* [Task description]
In full and without alteration, reproduce every record.

[Stored data entries]
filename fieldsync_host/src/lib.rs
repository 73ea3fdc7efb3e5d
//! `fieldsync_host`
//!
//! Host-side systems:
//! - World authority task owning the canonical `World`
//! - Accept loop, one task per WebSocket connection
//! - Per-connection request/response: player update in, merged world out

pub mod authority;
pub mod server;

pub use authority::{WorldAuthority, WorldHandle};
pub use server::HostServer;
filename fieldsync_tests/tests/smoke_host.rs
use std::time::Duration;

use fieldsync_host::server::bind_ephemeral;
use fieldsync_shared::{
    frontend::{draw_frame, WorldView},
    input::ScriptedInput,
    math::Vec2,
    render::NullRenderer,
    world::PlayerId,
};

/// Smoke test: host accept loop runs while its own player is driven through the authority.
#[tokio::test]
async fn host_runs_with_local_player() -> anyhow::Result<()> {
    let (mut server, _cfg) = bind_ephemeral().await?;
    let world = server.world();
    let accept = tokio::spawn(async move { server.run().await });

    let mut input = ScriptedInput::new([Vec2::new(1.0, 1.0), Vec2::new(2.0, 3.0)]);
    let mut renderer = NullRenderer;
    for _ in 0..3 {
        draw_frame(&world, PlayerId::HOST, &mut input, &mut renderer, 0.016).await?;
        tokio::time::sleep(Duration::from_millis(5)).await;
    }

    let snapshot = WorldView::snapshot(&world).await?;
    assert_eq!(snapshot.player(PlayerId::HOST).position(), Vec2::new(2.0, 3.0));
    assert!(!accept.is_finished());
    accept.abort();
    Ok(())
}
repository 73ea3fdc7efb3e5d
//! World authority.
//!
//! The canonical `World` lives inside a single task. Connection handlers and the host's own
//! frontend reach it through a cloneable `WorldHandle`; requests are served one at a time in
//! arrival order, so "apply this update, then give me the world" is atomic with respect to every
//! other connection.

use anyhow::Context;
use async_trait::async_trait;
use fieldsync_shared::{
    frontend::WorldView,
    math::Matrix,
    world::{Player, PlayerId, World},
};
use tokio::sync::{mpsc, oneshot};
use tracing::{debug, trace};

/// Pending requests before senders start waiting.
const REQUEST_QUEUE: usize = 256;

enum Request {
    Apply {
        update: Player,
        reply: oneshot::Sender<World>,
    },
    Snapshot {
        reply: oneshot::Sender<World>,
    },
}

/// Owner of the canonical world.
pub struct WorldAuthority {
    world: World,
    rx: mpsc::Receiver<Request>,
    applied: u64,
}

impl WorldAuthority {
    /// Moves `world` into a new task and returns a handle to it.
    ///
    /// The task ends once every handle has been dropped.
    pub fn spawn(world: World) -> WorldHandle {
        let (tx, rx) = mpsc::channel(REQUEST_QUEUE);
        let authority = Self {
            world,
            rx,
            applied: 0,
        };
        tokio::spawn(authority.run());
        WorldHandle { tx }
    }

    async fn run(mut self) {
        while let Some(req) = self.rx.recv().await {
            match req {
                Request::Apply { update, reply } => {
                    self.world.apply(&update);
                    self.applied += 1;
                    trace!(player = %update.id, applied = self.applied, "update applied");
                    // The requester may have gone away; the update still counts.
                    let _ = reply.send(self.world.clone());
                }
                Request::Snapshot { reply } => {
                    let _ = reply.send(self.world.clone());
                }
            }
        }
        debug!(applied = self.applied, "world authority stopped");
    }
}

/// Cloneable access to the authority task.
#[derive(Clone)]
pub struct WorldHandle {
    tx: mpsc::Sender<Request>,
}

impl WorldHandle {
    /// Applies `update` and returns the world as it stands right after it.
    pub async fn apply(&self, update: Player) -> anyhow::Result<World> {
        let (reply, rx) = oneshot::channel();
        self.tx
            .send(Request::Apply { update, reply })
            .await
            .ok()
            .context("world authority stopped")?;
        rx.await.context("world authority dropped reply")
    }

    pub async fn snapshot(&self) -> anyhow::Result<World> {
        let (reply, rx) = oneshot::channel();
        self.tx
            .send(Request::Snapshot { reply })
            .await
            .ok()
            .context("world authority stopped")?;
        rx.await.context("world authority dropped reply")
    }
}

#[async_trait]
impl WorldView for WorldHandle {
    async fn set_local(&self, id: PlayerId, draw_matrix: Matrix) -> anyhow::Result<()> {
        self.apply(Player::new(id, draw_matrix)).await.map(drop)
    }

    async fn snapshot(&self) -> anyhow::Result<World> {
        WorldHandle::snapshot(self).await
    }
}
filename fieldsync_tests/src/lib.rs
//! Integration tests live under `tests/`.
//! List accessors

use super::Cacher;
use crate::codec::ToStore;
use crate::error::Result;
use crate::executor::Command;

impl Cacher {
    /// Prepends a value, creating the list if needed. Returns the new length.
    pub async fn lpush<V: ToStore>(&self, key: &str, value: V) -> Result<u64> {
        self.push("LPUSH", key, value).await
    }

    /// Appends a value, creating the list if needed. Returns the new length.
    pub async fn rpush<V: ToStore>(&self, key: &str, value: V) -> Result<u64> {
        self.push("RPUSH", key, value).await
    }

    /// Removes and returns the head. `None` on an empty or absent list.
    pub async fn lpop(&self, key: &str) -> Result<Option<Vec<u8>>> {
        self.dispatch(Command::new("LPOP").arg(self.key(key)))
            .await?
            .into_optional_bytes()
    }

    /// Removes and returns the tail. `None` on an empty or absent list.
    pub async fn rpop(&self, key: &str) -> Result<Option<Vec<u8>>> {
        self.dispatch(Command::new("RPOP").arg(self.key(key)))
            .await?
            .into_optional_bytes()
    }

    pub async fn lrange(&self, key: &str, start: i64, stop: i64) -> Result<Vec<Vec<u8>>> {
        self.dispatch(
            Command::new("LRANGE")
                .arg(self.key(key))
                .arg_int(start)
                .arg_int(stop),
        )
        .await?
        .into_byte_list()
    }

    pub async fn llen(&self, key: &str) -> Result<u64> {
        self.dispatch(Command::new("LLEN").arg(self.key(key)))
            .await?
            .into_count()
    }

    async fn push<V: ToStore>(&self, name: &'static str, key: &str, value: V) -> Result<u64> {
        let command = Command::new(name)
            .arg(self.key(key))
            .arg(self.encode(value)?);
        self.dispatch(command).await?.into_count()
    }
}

* [Response below]
filename fieldsync_host/src/lib.rs
repository 73ea3fdc7efb3e5d
//! `fieldsync_host`
//!
//! Host-side systems:
//! - World authority task owning the canonical `World`
//! - Accept loop, one task per WebSocket connection
//! - Per-connection request/response: player update in, merged world out

pub mod authority;
pub mod server;

pub use authority::{WorldAuthority, WorldHandle};
pub use server::HostServer;
filename fieldsync_tests/tests/smoke_host.rs
use std::time::Duration;

use fieldsync_host::server::bind_ephemeral;
use fieldsync_shared::{
    frontend::{draw_frame, WorldView},
    input::ScriptedInput,
    math::Vec2,
    render::NullRenderer,
    world::PlayerId,
};

/// Smoke test: host accept loop runs while its own player is driven through the authority.
#[tokio::test]
async fn host_runs_with_local_player() -> anyhow::Result<()> {
    let (mut server, _cfg) = bind_ephemeral().await?;
    let world = server.world();
    let accept = tokio::spawn(async move { server.run().await });

    let mut input = ScriptedInput::new([Vec2::new(1.0, 1.0), Vec2::new(2.0, 3.0)]);
    let mut renderer = NullRenderer;
    for _ in 0..3 {
        draw_frame(&world, PlayerId::HOST, &mut input, &mut renderer, 0.016).await?;
        tokio::time::sleep(Duration::from_millis(5)).await;
    }

    let snapshot = WorldView::snapshot(&world).await?;
    assert_eq!(snapshot.player(PlayerId::HOST).position(), Vec2::new(2.0, 3.0));
    assert!(!accept.is_finished());
    accept.abort();
    Ok(())
}
repository 73ea3fdc7efb3e5d
//! World authority.
//!
//! The canonical `World` lives inside a single task. Connection handlers and the host's own
//! frontend reach it through a cloneable `WorldHandle`; requests are served one at a time in
//! arrival order, so "apply this update, then give me the world" is atomic with respect to every
//! other connection.

use anyhow::Context;
use async_trait::async_trait;
use fieldsync_shared::{
    frontend::WorldView,
    math::Matrix,
    world::{Player, PlayerId, World},
};
use tokio::sync::{mpsc, oneshot};
use tracing::{debug, trace};

/// Pending requests before senders start waiting.
const REQUEST_QUEUE: usize = 256;

enum Request {
    Apply {
        update: Player,
        reply: oneshot::Sender<World>,
    },
    Snapshot {
        reply: oneshot::Sender<World>,
    },
}

/// Owner of the canonical world.
pub struct WorldAuthority {
    world: World,
    rx: mpsc::Receiver<Request>,
    applied: u64,
}

impl WorldAuthority {
    /// Moves `world` into a new task and returns a handle to it.
    ///
    /// The task ends once every handle has been dropped.
    pub fn spawn(world: World) -> WorldHandle {
        let (tx, rx) = mpsc::channel(REQUEST_QUEUE);
        let authority = Self {
            world,
            rx,
            applied: 0,
        };
        tokio::spawn(authority.run());
        WorldHandle { tx }
    }

    async fn run(mut self) {
        while let Some(req) = self.rx.recv().await {
            match req {
                Request::Apply { update, reply } => {
                    self.world.apply(&update);
                    self.applied += 1;
                    trace!(player = %update.id, applied = self.applied, "update applied");
                    // The requester may have gone away; the update still counts.
                    let _ = reply.send(self.world.clone());
                }
                Request::Snapshot { reply } => {
                    let _ = reply.send(self.world.clone());
                }
            }
        }
        debug!(applied = self.applied, "world authority stopped");
    }
}

/// Cloneable access to the authority task.
#[derive(Clone)]
pub struct WorldHandle {
    tx: mpsc::Sender<Request>,
}

impl WorldHandle {
    /// Applies `update` and returns the world as it stands right after it.
    pub async fn apply(&self, update: Player) -> anyhow::Result<World> {
        let (reply, rx) = oneshot::channel();
        self.tx
            .send(Request::Apply { update, reply })
            .await
            .ok()
            .context("world authority stopped")?;
        rx.await.context("world authority dropped reply")
    }

    pub async fn snapshot(&self) -> anyhow::Result<World> {
        let (reply, rx) = oneshot::channel();
        self.tx
            .send(Request::Snapshot { reply })
            .await
            .ok()
            .context("world authority stopped")?;
        rx.await.context("world authority dropped reply")
    }
}

#[async_trait]
impl WorldView for WorldHandle {
    async fn set_local(&self, id: PlayerId, draw_matrix: Matrix) -> anyhow::Result<()> {
        self.apply(Player::new(id, draw_matrix)).await.map(drop)
    }

    async fn snapshot(&self) -> anyhow::Result<World> {
        WorldHandle::snapshot(self).await
    }
}
filename fieldsync_tests/src/lib.rs
//! Integration tests live under `tests/`.
//! List accessors

use super::Cacher;
use crate::codec::ToStore;
use crate::error::Result;
use crate::executor::Command;

impl Cacher {
    /// Prepends a value, creating the list if needed. Returns the new length.
    pub async fn lpush<V: ToStore>(&self, key: &str, value: V) -> Result<u64> {
        self.push("LPUSH", key, value).await
    }

    /// Appends a value, creating the list if needed. Returns the new length.
    pub async fn rpush<V: ToStore>(&self, key: &str, value: V) -> Result<u64> {
        self.push("RPUSH", key, value).await
    }

    /// Removes and returns the head. `None` on an empty or absent list.
    pub async fn lpop(&self, key: &str) -> Result<Option<Vec<u8>>> {
        self.dispatch(Command::new("LPOP").arg(self.key(key)))
            .await?
            .into_optional_bytes()
    }

    /// Removes and returns the tail. `None` on an empty or absent list.
    pub async fn rpop(&self, key: &str) -> Result<Option<Vec<u8>>> {
        self.dispatch(Command::new("RPOP").arg(self.key(key)))
            .await?
            .into_optional_bytes()
    }

    pub async fn lrange(&self, key: &str, start: i64, stop: i64) -> Result<Vec<Vec<u8>>> {
        self.dispatch(
            Command::new("LRANGE")
                .arg(self.key(key))
                .arg_int(start)
                .arg_int(stop),
        )
        .await?
        .into_byte_list()
    }

    pub async fn llen(&self, key: &str) -> Result<u64> {
        self.dispatch(Command::new("LLEN").arg(self.key(key)))
            .await?
            .into_count()
    }

    async fn push<V: ToStore>(&self, name: &'static str, key: &str, value: V) -> Result<u64> {
        let command = Command::new(name)
            .arg(self.key(key))
            .arg(self.encode(value)?);
        self.dispatch(command).await?.into_count()
    }
}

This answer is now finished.